Recommendation strength
| Conditional recommendation |
| Low certainty of the evidence |
Justification
The WG judged that the balance between desirable and undesirable effects probably favours using a letter including the self-sampling FIT kit, that there is probably no important uncertainty or variability in how much people value the main outcomes, and that the intervention is probably cost-effective and acceptable.
The evidence shows that with a letter including the self-sampling FIT kit, there might be an increase in participation , which would translate into a small reduction in colorectal cancer mortality (21 deaths fewer per 100,000 people screened) and incidence (65 cases fewer per 100,000 people screened). The overall certainty in the evidence is low because of the inconsistency in results, which leads to some uncertainty about the magnitude of the effect. This inconsistency arises partly from differences in how studies compared access methods to the FIT kit and from focusing primarily on responders. The Working Group also considered that using a letter including the self-sampling FIT kit will probably increase equity and is probably feasible to implement.

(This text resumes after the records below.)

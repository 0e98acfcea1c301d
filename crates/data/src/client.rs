//! HTTP plumbing shared by every data service call.

use std::sync::Arc;
use std::time::Duration;

use reqwest::header::{AUTHORIZATION, HeaderMap, HeaderValue, RETRY_AFTER};
use reqwest::{Method, RequestBuilder, Response, StatusCode};
use secrecy::{ExposeSecret, SecretString};
use serde::Serialize;
use serde::de::DeserializeOwned;
use tracing::instrument;
use url::Url;

use crate::DataError;
use crate::query::{Query, Table};

/// Header carrying the project API key on every request.
const API_KEY_HEADER: &str = "apikey";

/// Connection settings for the hosted data service.
///
/// Implements `Debug` manually to redact the API key.
#[derive(Clone)]
pub struct DataServiceConfig {
    /// Project URL, e.g. `https://abc.supabase.co`
    pub url: Url,
    /// Project API key (anon key for the web services, service key for the CLI)
    pub api_key: SecretString,
    /// Per-request timeout
    pub timeout: Duration,
}

impl std::fmt::Debug for DataServiceConfig {
    fn fmt(&self, f: &mut std::fmt::Formatter<'_>) -> std::fmt::Result {
        f.debug_struct("DataServiceConfig")
            .field("url", &self.url.as_str())
            .field("api_key", &"[REDACTED]")
            .field("timeout", &self.timeout)
            .finish()
    }
}

/// Client for the hosted data service.
///
/// Cheap to clone. A client obtained through [`DataClient::as_user`] sends
/// the user's access token instead of the bare API key, so the service
/// evaluates its row policies for that user.
#[derive(Clone)]
pub struct DataClient {
    inner: Arc<DataClientInner>,
    access_token: Option<SecretString>,
}

struct DataClientInner {
    http: reqwest::Client,
    rest_url: Url,
    auth_url: Url,
    api_key: SecretString,
}

impl DataClient {
    /// Create a new client.
    ///
    /// # Errors
    ///
    /// Returns an error if the service URL cannot be extended with the REST
    /// and auth paths, or if the HTTP client fails to build.
    pub fn new(config: &DataServiceConfig) -> Result<Self, DataError> {
        let http = reqwest::Client::builder().timeout(config.timeout).build()?;

        Ok(Self {
            inner: Arc::new(DataClientInner {
                http,
                rest_url: endpoint(&config.url, "rest/v1/")?,
                auth_url: endpoint(&config.url, "auth/v1/")?,
                api_key: config.api_key.clone(),
            }),
            access_token: None,
        })
    }

    /// A client that acts on behalf of the user owning `access_token`.
    #[must_use]
    pub fn as_user(&self, access_token: &SecretString) -> Self {
        Self {
            inner: Arc::clone(&self.inner),
            access_token: Some(access_token.clone()),
        }
    }

    /// Start a query against `table`.
    pub const fn table(&self, table: Table) -> Query<'_> {
        Query::new(self, table)
    }

    /// Check that the service answers.
    ///
    /// # Errors
    ///
    /// Returns an error if the service is unreachable or rejects the key.
    pub async fn ping(&self) -> Result<(), DataError> {
        self.table(Table::Categories).limit(1).count().await.map(|_| ())
    }

    /// Insert `rows` (one object or an array) and return the stored rows.
    ///
    /// # Errors
    ///
    /// Returns an error if the service rejects the rows or the response does
    /// not deserialize.
    #[instrument(skip(self, rows))]
    pub async fn insert<B, T>(&self, table: Table, rows: &B) -> Result<Vec<T>, DataError>
    where
        B: Serialize + ?Sized,
        T: DeserializeOwned,
    {
        let mut url = self.table_url(table)?;
        url.query_pairs_mut().append_pair("select", "*");

        let response = self
            .request(Method::POST, url)
            .header("prefer", "return=representation")
            .json(rows)
            .send()
            .await?;
        let response = self.check(response).await?;

        response
            .json()
            .await
            .map_err(|e| DataError::Parse(format!("{table} inserted rows: {e}")))
    }

    pub(crate) fn table_url(&self, table: Table) -> Result<Url, DataError> {
        Ok(self.inner.rest_url.join(table.as_str())?)
    }

    pub(crate) fn auth_url(&self, path: &str) -> Result<Url, DataError> {
        Ok(self.inner.auth_url.join(path)?)
    }

    /// Build a request carrying the API key and the caller's bearer token.
    pub(crate) fn request(&self, method: Method, url: Url) -> RequestBuilder {
        let bearer = self
            .access_token
            .as_ref()
            .unwrap_or(&self.inner.api_key);
        self.request_with_bearer(method, url, bearer)
    }

    /// Build a request with an explicit bearer token (auth endpoints).
    pub(crate) fn request_with_bearer(
        &self,
        method: Method,
        url: Url,
        bearer: &SecretString,
    ) -> RequestBuilder {
        let mut headers = HeaderMap::new();
        if let Ok(value) = HeaderValue::from_str(self.inner.api_key.expose_secret()) {
            headers.insert(API_KEY_HEADER, value);
        }
        if let Ok(value) = HeaderValue::from_str(&format!("Bearer {}", bearer.expose_secret())) {
            headers.insert(AUTHORIZATION, value);
        }

        self.inner.http.request(method, url).headers(headers)
    }

    /// Turn a non-success response into a [`DataError`].
    pub(crate) async fn check(&self, response: Response) -> Result<Response, DataError> {
        let status = response.status();
        if status.is_success() {
            return Ok(response);
        }

        if status == StatusCode::TOO_MANY_REQUESTS {
            let retry_after = response
                .headers()
                .get(RETRY_AFTER)
                .and_then(|v| v.to_str().ok())
                .and_then(|s| s.parse::<u64>().ok())
                .unwrap_or(1);
            return Err(DataError::RateLimited(retry_after));
        }

        if status == StatusCode::UNAUTHORIZED || status == StatusCode::FORBIDDEN {
            return Err(DataError::Unauthorized);
        }

        let url = response.url().path().to_string();
        let body = response.text().await.unwrap_or_default();
        tracing::warn!(
            status = %status,
            path = %url,
            body = %body.chars().take(500).collect::<String>(),
            "Data service returned non-success status"
        );

        if status == StatusCode::NOT_FOUND {
            return Err(DataError::NotFound(url));
        }

        Err(api_error(status.as_u16(), &body))
    }
}

impl std::fmt::Debug for DataClient {
    fn fmt(&self, f: &mut std::fmt::Formatter<'_>) -> std::fmt::Result {
        f.debug_struct("DataClient")
            .field("rest_url", &self.inner.rest_url.as_str())
            .field("as_user", &self.access_token.is_some())
            .finish_non_exhaustive()
    }
}

/// Append `path` to the project URL, keeping any path prefix it already has.
fn endpoint(base: &Url, path: &str) -> Result<Url, url::ParseError> {
    let mut base = base.clone();
    if !base.path().ends_with('/') {
        let with_slash = format!("{}/", base.path());
        base.set_path(&with_slash);
    }
    base.join(path)
}

/// Build an API error from an error body.
///
/// The REST surface answers `{code, message}`, the auth surface either
/// `{error, error_description}` or `{error_code, msg}`.
fn api_error(status: u16, body: &str) -> DataError {
    let json: serde_json::Value = serde_json::from_str(body).unwrap_or_default();
    let pick = |keys: &[&str]| {
        keys.iter()
            .find_map(|key| json.get(*key))
            .map(|value| match value {
                serde_json::Value::String(s) => s.clone(),
                other => other.to_string(),
            })
    };

    DataError::Api {
        status,
        code: pick(&["code", "error_code", "error"]).unwrap_or_default(),
        message: pick(&["message", "msg", "error_description"])
            .unwrap_or_else(|| body.chars().take(200).collect()),
    }
}

#[cfg(test)]
#[allow(clippy::unwrap_used)]
mod tests {
    use super::*;

    fn config(url: &str) -> DataServiceConfig {
        DataServiceConfig {
            url: Url::parse(url).unwrap(),
            api_key: SecretString::from("anon-key-value"),
            timeout: Duration::from_secs(5),
        }
    }

    #[test]
    fn test_endpoint_without_trailing_slash() {
        let base = Url::parse("https://abc.supabase.co").unwrap();
        assert_eq!(
            endpoint(&base, "rest/v1/").unwrap().as_str(),
            "https://abc.supabase.co/rest/v1/"
        );
    }

    #[test]
    fn test_endpoint_keeps_path_prefix() {
        let base = Url::parse("http://localhost:8000/project").unwrap();
        assert_eq!(
            endpoint(&base, "auth/v1/").unwrap().as_str(),
            "http://localhost:8000/project/auth/v1/"
        );
    }

    #[test]
    fn test_table_url() {
        let client = DataClient::new(&config("https://abc.supabase.co")).unwrap();
        assert_eq!(
            client.table_url(Table::OrderItems).unwrap().as_str(),
            "https://abc.supabase.co/rest/v1/order_items"
        );
    }

    #[test]
    fn test_api_error_rest_body() {
        let err = api_error(
            400,
            r#"{"code":"23502","message":"null value in column \"name\"","details":null}"#,
        );
        match err {
            DataError::Api {
                status,
                code,
                message,
            } => {
                assert_eq!(status, 400);
                assert_eq!(code, "23502");
                assert_eq!(message, "null value in column \"name\"");
            }
            other => panic!("unexpected error: {other:?}"),
        }
    }

    #[test]
    fn test_api_error_auth_body() {
        let err = api_error(
            422,
            r#"{"error_code":"weak_password","msg":"Password should be at least 6 characters"}"#,
        );
        assert_eq!(
            err.to_string(),
            "API error: 422 weak_password - Password should be at least 6 characters"
        );
    }

    #[test]
    fn test_api_error_plain_text_body() {
        let err = api_error(502, "bad gateway");
        assert_eq!(err.to_string(), "API error: 502  - bad gateway");
    }

    #[test]
    fn test_debug_redacts_key() {
        let config = config("https://abc.supabase.co");
        let debug = format!("{config:?}");
        assert!(debug.contains("[REDACTED]"));
        assert!(!debug.contains("anon-key-value"));

        let client = DataClient::new(&config).unwrap();
        assert!(!format!("{client:?}").contains("anon-key-value"));
    }
}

This recommendation is conditional, as its applicability depends on the specific context and setting in which it is implemented. The intervention is aimed at increasing the accessibility by mailing the FIT kit directly, thereby reducing the logistical barriers associated with picking up the kit. However, its effectiveness is conditional on the existing system for obtaining the kit. The importance of reducing logistical barriers is context-dependent; as such barriers may vary in significance depending on the local circumstances. Programmes can implement this intervention in different ways, and the need to address logistical barriers should be assessed locally, considering organisational factors and the relevance of these barriers in the given context.
The ECICC Working Group agreed on this recommendation by consensus.